WHAT YOU HAVE TO DO: The answer must be a single number: how many lines below contain "entries".

DATA FOR THE TASK:
■ ■ ■ ■
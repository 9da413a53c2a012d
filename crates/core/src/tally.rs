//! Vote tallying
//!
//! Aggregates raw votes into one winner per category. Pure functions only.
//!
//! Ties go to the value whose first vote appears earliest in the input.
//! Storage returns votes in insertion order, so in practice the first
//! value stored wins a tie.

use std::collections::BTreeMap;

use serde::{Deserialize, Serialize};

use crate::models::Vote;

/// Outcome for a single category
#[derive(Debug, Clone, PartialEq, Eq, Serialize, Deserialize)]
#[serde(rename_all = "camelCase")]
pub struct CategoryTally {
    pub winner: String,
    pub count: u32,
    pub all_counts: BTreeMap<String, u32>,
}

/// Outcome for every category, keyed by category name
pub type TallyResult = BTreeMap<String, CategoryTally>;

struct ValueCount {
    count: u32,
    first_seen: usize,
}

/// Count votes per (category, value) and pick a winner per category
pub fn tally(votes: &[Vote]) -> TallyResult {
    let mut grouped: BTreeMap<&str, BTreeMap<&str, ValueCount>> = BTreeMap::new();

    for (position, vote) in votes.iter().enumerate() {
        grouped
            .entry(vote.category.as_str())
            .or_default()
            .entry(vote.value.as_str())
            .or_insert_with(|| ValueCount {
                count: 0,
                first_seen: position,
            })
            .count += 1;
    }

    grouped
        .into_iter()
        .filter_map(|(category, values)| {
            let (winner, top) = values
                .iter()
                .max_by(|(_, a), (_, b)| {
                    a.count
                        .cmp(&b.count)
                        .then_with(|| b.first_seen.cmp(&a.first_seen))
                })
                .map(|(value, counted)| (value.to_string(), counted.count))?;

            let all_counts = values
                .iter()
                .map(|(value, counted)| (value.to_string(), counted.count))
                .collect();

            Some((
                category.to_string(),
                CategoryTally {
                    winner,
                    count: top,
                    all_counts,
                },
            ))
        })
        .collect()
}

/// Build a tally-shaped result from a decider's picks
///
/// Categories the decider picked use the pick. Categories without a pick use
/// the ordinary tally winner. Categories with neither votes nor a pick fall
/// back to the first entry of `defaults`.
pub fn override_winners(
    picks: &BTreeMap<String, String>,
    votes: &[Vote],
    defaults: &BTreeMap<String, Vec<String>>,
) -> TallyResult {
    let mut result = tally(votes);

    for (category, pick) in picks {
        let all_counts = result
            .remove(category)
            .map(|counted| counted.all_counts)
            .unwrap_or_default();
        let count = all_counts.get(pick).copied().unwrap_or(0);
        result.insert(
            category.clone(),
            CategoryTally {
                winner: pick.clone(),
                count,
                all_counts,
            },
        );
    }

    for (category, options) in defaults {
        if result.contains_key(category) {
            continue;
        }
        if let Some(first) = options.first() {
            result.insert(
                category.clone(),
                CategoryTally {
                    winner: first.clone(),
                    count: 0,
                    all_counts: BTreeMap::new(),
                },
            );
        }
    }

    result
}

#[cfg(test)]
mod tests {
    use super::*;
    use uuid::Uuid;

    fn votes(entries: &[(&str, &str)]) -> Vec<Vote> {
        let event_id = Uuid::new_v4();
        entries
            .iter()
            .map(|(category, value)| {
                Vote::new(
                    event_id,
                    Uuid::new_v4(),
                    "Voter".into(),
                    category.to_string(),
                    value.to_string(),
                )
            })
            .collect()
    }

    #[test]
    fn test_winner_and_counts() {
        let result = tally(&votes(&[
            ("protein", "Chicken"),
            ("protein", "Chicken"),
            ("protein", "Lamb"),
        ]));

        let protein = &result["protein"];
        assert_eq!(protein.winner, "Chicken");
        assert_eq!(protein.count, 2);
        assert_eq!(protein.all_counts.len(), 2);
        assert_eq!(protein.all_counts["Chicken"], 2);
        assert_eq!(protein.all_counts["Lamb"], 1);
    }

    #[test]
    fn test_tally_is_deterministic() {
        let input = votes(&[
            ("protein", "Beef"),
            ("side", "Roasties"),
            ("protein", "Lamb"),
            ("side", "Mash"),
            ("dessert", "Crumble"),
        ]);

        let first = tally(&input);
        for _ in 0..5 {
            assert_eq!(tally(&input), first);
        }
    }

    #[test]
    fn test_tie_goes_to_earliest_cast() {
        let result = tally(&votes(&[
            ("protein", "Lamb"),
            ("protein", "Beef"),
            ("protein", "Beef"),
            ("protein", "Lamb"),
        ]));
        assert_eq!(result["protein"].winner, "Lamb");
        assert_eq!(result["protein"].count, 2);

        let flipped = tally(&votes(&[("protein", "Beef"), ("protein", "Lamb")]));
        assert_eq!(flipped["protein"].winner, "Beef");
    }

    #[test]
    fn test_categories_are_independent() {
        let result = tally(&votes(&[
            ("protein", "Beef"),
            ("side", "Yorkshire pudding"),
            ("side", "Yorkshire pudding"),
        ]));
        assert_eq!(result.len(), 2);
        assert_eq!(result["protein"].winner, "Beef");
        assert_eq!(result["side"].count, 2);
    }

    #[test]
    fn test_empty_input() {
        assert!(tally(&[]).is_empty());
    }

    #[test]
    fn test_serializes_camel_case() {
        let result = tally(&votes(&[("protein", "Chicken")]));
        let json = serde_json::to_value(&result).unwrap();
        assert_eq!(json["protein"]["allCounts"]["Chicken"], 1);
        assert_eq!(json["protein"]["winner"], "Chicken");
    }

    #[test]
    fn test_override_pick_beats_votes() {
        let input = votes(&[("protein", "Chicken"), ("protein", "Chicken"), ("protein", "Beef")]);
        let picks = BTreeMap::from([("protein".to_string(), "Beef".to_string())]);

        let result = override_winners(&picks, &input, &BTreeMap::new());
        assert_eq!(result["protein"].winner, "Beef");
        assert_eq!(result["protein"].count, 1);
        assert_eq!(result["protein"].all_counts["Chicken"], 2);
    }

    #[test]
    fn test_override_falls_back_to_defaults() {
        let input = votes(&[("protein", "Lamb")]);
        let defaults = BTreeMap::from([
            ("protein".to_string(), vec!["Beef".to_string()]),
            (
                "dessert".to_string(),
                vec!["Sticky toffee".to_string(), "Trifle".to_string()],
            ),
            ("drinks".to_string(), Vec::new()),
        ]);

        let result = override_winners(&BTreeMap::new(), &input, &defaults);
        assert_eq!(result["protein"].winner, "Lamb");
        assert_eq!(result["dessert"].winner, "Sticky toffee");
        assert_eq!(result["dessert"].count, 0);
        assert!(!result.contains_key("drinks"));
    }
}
■ ■ ■ ■
FINISHED TASK: 2